** Data under study follows **

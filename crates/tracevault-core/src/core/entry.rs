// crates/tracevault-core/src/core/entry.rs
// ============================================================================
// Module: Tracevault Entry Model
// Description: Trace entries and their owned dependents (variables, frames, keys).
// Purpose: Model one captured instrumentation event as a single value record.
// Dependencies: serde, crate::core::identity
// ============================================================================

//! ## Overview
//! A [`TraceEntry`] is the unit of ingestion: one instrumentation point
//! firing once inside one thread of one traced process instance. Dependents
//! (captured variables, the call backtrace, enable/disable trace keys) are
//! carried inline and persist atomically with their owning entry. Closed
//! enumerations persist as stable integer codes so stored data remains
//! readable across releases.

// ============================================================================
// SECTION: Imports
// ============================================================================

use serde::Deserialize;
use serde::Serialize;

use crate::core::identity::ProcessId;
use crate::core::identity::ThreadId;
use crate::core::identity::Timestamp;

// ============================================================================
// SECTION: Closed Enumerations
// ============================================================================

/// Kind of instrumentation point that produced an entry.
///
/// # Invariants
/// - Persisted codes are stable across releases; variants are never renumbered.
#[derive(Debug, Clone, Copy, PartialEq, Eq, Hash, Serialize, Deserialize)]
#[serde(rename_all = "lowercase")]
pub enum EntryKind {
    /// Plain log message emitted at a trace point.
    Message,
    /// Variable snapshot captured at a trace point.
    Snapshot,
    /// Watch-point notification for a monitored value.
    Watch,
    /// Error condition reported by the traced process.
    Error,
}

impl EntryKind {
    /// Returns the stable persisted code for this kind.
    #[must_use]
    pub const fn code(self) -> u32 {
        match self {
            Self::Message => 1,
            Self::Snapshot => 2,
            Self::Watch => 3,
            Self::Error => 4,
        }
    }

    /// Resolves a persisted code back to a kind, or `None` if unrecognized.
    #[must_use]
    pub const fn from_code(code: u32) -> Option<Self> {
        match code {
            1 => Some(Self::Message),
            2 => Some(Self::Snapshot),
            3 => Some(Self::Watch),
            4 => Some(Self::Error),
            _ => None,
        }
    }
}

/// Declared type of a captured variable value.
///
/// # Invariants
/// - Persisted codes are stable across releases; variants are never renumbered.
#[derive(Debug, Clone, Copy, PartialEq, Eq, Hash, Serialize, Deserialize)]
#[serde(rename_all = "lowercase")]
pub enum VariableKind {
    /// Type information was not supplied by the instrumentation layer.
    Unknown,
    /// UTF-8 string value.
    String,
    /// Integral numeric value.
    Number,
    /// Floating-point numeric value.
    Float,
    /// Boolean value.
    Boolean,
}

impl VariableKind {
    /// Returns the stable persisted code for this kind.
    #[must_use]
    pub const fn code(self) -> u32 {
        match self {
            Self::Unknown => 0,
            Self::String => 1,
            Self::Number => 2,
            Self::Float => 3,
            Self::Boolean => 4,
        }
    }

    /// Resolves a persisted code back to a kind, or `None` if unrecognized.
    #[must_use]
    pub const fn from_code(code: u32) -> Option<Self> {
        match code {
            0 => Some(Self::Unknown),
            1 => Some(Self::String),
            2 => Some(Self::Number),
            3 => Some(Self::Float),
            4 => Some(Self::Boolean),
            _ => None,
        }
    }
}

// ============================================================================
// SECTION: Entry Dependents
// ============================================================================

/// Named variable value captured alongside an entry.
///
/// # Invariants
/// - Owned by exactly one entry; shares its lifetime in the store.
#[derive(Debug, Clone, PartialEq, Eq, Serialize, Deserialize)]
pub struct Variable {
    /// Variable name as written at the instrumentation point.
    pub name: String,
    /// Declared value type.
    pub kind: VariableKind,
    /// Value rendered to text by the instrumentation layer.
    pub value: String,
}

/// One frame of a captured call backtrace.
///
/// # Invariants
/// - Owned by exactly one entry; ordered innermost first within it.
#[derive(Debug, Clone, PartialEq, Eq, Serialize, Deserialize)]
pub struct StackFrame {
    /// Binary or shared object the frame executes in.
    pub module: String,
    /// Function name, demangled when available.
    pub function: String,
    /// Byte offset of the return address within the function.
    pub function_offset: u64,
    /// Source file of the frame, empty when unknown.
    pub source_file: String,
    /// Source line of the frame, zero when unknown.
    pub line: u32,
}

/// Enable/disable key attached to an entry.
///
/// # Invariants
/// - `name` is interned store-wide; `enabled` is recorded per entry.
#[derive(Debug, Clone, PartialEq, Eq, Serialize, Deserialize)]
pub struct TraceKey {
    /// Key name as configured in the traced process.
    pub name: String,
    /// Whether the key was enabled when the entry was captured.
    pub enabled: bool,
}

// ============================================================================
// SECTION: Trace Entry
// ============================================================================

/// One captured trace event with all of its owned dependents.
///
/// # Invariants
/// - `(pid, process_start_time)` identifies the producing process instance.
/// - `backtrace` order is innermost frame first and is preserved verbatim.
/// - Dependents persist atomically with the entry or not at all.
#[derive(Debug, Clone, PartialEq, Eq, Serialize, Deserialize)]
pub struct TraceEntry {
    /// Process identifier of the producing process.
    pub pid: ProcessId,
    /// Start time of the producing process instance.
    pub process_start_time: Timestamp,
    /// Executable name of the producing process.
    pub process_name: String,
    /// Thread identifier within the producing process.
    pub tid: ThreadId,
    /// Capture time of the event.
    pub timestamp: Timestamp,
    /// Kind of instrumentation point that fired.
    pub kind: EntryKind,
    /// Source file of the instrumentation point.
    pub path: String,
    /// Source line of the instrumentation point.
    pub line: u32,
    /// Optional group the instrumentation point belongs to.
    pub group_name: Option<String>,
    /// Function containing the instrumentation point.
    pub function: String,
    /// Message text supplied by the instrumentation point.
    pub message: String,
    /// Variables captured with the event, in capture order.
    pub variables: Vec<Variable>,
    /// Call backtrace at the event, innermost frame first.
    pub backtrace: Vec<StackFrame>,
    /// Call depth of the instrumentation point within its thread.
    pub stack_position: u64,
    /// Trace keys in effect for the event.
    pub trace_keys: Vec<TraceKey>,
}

** End of Data under study **
** Data under study follows **

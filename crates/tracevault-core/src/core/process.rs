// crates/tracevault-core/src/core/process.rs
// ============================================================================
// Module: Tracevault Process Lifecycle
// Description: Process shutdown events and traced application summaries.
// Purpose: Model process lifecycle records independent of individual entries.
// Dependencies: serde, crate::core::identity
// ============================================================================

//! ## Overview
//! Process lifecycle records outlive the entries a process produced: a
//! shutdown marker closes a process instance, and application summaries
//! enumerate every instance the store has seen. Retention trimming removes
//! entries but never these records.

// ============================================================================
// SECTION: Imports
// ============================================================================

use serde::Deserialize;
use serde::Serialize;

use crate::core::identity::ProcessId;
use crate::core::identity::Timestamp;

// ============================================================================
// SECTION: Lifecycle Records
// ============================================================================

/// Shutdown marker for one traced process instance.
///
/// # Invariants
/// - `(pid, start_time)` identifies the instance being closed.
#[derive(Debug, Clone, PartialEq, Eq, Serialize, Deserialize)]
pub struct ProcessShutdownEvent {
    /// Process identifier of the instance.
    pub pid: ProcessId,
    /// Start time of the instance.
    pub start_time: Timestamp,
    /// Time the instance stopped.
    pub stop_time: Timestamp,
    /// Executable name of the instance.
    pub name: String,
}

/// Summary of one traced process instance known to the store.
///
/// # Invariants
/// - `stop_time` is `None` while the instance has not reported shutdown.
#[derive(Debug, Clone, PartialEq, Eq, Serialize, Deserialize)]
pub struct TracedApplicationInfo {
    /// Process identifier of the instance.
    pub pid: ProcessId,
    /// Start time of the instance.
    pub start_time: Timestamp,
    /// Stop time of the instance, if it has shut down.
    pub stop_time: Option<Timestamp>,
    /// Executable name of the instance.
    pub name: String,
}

** End of Data under study **

→ Description of the task
Search the listing for "Declared" and show every line where it occurs.

→ Response to the exercise
/// Declared type of a captured variable value.
    /// Declared value type.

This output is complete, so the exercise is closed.